Among the entries below, one stretch runs from the line that contains "#[derive(Clone, Copy, Debug, PartialEq, Eq)]" through the line that contains "pub trait DocumentStore: Send". Repeat that stretch exactly, ends included, and only that.

──────── Data to process ────────

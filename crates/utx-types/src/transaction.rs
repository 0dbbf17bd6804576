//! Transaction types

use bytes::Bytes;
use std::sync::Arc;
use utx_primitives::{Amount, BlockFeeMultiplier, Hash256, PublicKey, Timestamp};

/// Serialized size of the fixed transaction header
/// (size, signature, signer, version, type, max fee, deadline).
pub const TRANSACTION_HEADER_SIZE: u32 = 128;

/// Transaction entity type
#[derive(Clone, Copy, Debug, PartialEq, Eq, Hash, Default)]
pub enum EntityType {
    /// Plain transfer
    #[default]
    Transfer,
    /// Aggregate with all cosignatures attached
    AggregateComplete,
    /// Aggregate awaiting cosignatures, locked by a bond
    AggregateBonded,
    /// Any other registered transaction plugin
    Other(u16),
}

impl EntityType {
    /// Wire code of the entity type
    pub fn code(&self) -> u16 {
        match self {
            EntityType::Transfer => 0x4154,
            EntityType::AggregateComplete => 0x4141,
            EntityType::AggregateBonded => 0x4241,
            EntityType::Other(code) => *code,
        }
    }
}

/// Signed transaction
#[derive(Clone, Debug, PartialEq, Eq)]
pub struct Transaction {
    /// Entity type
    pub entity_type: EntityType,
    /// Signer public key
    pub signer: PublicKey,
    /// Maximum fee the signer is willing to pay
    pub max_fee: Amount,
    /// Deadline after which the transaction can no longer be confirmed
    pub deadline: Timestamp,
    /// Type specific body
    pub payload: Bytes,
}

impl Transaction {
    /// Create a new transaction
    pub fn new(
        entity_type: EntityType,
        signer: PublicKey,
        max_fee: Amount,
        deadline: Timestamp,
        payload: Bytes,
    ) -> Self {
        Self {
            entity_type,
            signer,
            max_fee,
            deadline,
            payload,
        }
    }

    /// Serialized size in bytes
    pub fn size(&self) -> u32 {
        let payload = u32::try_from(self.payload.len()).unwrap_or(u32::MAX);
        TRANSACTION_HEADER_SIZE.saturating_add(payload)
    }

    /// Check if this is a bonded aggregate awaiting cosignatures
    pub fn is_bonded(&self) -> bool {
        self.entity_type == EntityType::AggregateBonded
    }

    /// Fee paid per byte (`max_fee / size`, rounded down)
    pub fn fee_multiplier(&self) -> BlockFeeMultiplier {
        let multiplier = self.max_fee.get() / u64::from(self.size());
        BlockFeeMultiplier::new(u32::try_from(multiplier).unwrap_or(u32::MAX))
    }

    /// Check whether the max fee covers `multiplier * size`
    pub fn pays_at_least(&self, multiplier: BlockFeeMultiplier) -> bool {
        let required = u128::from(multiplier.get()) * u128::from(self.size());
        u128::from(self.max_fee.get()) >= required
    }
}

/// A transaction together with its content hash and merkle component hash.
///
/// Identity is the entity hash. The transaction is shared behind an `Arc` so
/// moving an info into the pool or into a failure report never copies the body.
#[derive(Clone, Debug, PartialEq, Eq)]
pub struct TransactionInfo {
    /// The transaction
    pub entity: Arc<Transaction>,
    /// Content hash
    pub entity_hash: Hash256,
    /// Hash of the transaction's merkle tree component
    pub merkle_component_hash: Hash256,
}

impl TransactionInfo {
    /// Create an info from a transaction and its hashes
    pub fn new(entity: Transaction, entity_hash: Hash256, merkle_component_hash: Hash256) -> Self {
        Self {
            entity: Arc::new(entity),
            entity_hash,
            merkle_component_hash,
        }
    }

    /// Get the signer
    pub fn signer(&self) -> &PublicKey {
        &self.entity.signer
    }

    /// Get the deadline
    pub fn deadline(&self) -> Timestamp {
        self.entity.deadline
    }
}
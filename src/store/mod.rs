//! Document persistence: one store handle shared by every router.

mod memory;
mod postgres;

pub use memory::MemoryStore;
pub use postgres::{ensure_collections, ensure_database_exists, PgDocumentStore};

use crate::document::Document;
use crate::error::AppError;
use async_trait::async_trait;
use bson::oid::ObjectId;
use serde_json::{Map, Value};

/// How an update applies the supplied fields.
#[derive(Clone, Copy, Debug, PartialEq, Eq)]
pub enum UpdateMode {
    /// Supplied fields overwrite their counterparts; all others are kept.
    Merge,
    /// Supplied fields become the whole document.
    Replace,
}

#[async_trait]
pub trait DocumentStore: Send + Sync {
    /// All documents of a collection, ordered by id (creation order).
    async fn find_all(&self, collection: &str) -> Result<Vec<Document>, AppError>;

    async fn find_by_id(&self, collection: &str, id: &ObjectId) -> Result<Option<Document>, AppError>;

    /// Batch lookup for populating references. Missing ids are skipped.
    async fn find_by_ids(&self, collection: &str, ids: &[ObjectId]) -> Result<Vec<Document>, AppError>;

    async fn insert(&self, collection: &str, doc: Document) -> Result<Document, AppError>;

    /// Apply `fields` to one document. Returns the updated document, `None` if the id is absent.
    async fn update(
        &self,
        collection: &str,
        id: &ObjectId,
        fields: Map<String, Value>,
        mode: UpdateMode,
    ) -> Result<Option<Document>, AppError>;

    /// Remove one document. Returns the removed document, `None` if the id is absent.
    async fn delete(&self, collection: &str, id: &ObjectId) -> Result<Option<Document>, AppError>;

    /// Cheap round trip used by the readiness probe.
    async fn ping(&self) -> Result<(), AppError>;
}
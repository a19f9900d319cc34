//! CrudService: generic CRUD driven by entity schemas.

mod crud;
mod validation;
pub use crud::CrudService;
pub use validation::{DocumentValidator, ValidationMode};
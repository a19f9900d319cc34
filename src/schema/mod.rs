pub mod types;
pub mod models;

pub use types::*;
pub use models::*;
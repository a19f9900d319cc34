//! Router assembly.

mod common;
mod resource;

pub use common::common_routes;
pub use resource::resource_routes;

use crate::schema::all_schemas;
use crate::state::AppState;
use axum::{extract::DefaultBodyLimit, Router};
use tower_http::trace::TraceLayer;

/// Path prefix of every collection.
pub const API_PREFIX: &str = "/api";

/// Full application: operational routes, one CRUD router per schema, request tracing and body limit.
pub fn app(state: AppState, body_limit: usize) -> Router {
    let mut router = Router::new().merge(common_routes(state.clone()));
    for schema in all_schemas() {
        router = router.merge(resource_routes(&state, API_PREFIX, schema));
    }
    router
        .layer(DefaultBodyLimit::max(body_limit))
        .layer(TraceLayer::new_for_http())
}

────────
──────── Data to process ────────

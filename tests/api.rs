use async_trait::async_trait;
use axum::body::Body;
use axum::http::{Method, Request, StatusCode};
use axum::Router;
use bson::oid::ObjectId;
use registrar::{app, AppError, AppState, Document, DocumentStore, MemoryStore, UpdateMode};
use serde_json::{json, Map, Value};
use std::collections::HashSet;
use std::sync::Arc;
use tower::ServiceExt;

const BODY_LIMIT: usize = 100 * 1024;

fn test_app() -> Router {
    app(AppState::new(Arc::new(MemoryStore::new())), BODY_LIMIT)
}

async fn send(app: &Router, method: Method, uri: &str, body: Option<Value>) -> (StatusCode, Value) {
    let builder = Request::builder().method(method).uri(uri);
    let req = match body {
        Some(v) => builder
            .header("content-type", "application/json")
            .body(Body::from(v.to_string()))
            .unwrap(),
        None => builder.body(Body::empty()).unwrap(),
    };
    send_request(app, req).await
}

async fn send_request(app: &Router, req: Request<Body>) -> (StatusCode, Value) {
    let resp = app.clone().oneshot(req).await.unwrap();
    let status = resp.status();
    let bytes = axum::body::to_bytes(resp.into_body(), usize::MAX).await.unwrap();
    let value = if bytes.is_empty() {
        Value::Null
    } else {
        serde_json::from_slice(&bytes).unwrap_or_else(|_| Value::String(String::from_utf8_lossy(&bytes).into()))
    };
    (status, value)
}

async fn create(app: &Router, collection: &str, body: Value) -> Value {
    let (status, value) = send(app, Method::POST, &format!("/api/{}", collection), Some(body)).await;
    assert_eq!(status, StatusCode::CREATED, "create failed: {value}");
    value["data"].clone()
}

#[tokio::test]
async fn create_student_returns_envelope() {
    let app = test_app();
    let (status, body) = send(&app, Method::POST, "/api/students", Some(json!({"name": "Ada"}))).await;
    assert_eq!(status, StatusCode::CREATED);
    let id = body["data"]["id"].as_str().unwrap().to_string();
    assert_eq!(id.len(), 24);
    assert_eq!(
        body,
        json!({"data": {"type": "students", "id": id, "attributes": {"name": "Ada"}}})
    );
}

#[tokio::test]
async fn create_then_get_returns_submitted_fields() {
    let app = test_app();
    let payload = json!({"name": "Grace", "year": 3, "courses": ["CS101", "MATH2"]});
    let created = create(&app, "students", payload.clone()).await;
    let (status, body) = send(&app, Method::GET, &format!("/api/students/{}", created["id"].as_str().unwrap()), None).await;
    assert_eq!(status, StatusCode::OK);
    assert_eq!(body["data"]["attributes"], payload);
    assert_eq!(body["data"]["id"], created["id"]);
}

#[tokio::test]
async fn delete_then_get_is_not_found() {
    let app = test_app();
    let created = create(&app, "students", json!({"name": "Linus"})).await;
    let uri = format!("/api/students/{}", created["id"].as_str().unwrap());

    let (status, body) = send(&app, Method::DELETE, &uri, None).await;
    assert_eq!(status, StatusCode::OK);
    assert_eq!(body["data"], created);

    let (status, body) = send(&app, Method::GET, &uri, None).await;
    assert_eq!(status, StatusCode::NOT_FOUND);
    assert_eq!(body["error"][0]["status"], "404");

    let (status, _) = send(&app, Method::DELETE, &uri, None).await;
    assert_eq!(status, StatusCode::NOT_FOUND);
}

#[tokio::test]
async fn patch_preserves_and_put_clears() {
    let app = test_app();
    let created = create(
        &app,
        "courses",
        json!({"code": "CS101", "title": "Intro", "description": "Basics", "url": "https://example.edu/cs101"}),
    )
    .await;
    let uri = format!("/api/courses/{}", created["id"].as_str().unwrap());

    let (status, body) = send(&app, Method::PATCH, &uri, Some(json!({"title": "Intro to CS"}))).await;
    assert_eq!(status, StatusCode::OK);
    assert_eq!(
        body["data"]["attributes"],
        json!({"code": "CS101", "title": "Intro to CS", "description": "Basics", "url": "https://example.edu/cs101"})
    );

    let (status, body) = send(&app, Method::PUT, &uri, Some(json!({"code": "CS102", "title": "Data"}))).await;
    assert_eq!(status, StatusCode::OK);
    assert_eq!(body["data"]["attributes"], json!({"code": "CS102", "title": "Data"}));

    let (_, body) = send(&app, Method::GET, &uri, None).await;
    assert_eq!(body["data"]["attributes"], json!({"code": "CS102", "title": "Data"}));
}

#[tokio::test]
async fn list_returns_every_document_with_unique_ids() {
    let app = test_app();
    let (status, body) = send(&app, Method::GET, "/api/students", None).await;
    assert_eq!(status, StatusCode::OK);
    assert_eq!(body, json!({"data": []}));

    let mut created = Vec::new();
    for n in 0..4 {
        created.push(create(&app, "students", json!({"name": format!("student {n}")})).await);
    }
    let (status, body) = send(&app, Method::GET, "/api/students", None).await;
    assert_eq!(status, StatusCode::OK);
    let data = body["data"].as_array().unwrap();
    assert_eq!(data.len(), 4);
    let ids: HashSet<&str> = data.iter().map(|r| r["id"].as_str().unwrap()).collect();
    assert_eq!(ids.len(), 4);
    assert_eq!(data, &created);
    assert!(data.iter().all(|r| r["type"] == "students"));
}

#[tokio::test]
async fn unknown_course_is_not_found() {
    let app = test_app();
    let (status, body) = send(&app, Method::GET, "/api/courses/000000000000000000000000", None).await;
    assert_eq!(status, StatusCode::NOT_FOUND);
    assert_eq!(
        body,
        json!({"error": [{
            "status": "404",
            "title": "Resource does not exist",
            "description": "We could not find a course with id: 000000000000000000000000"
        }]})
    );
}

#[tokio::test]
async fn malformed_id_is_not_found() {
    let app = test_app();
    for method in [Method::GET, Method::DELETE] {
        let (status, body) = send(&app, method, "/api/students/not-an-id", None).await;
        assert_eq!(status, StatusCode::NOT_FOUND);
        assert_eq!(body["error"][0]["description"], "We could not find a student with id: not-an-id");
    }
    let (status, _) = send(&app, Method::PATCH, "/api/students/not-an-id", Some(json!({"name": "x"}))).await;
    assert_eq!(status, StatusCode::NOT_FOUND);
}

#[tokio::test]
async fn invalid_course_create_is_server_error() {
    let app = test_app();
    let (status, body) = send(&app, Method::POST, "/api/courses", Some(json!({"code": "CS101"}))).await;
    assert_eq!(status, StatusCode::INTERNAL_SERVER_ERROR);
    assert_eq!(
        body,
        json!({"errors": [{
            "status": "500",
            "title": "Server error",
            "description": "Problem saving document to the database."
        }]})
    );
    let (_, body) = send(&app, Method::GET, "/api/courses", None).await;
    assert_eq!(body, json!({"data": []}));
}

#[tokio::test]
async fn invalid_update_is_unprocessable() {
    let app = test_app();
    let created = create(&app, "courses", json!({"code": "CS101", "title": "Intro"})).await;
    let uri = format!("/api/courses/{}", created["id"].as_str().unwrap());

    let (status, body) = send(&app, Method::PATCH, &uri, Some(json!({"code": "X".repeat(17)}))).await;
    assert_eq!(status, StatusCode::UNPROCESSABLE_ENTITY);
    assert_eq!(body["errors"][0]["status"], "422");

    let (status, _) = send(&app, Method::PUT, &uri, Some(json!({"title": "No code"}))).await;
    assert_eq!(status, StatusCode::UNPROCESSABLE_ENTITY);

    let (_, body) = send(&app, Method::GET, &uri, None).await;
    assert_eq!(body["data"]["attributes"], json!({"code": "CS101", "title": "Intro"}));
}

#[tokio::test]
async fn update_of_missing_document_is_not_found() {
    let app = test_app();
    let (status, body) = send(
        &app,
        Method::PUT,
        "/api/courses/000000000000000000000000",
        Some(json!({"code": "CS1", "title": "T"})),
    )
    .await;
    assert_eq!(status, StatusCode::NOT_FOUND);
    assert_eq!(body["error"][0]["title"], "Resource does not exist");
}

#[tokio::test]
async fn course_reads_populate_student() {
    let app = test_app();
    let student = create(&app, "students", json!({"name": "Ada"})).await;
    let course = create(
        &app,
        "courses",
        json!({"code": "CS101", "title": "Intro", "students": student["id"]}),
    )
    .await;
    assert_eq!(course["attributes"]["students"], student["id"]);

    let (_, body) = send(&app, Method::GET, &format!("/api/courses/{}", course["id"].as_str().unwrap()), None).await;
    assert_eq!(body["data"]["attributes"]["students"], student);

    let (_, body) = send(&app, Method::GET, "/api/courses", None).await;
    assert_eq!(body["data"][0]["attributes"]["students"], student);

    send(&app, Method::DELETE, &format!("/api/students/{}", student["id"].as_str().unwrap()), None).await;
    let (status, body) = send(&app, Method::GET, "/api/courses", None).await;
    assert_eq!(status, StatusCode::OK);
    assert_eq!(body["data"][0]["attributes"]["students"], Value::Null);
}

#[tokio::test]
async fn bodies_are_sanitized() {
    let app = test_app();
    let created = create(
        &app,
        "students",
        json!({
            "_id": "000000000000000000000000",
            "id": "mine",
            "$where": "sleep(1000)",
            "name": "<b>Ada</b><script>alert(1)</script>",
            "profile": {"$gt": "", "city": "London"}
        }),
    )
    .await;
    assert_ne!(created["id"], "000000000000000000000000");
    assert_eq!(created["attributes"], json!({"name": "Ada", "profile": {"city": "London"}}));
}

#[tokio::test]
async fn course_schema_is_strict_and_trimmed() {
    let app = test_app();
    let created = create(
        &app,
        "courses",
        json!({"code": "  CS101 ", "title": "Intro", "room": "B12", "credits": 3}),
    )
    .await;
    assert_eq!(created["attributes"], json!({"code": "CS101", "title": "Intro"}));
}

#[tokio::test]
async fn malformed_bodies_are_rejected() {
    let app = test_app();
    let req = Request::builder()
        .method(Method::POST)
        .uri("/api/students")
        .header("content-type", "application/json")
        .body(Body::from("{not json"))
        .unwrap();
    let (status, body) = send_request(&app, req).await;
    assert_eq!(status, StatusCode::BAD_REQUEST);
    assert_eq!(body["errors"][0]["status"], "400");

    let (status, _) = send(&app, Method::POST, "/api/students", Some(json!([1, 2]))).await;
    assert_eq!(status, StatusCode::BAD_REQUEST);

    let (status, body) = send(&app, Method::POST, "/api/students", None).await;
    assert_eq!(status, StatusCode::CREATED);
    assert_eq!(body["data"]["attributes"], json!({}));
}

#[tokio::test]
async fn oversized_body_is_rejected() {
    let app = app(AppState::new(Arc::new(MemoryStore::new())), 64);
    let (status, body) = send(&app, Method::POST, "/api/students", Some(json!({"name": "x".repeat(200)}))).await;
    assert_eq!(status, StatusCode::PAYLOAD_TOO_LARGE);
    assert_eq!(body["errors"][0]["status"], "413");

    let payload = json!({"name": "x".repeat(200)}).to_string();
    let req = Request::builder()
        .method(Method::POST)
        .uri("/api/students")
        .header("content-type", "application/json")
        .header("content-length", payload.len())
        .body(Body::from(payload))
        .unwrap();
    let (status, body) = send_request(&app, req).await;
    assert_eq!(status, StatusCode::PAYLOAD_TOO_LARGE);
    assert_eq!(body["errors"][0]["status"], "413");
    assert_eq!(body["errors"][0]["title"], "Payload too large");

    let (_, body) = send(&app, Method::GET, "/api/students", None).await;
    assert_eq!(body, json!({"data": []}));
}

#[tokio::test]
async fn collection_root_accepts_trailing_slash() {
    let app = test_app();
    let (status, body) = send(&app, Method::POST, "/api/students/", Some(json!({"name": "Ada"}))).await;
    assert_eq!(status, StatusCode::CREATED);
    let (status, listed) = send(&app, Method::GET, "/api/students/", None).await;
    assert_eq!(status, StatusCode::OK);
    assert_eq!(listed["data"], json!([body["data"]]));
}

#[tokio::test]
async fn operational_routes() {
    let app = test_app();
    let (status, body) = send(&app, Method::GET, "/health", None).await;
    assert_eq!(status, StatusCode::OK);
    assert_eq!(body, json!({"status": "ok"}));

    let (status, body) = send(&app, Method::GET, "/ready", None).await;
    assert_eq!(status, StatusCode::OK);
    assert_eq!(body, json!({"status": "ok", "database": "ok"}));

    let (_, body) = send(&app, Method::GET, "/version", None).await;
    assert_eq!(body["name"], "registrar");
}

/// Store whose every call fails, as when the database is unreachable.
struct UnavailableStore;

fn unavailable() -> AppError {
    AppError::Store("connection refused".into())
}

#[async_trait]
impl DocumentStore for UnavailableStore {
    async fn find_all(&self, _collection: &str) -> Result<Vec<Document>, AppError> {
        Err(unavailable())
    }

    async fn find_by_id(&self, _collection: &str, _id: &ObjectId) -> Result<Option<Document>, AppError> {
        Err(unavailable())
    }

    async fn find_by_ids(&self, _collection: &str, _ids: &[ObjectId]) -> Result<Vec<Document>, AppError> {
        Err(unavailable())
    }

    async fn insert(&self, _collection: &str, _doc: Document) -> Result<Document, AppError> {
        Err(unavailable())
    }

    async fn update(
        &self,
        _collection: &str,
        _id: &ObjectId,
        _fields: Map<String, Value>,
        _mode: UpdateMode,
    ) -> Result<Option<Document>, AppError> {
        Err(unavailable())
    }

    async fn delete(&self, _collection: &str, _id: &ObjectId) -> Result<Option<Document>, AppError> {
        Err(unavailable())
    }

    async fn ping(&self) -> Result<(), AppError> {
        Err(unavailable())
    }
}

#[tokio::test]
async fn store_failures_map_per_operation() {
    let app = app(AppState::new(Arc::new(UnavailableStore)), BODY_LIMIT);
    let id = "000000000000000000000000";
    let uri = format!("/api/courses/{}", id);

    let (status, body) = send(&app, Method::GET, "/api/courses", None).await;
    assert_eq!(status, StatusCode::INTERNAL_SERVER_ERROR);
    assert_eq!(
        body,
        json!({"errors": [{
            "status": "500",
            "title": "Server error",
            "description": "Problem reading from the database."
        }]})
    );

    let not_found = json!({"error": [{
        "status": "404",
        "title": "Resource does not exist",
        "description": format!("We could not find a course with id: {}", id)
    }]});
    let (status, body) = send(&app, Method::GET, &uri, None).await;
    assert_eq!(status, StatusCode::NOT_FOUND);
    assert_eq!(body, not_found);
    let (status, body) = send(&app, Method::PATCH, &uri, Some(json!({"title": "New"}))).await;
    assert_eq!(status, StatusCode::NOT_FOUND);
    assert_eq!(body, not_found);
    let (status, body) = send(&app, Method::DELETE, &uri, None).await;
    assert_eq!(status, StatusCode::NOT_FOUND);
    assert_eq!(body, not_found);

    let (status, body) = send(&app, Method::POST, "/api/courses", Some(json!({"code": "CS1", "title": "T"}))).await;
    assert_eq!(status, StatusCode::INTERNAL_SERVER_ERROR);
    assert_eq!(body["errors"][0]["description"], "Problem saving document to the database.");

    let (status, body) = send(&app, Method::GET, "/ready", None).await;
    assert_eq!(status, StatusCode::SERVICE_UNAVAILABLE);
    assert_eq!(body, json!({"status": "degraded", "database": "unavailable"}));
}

────────

▶ [Exercise result]
#[derive(Clone, Copy, Debug, PartialEq, Eq)]
pub enum UpdateMode {
    /// Supplied fields overwrite their counterparts; all others are kept.
    Merge,
    /// Supplied fields become the whole document.
    Replace,
}

#[async_trait]
pub trait DocumentStore: Send + Sync {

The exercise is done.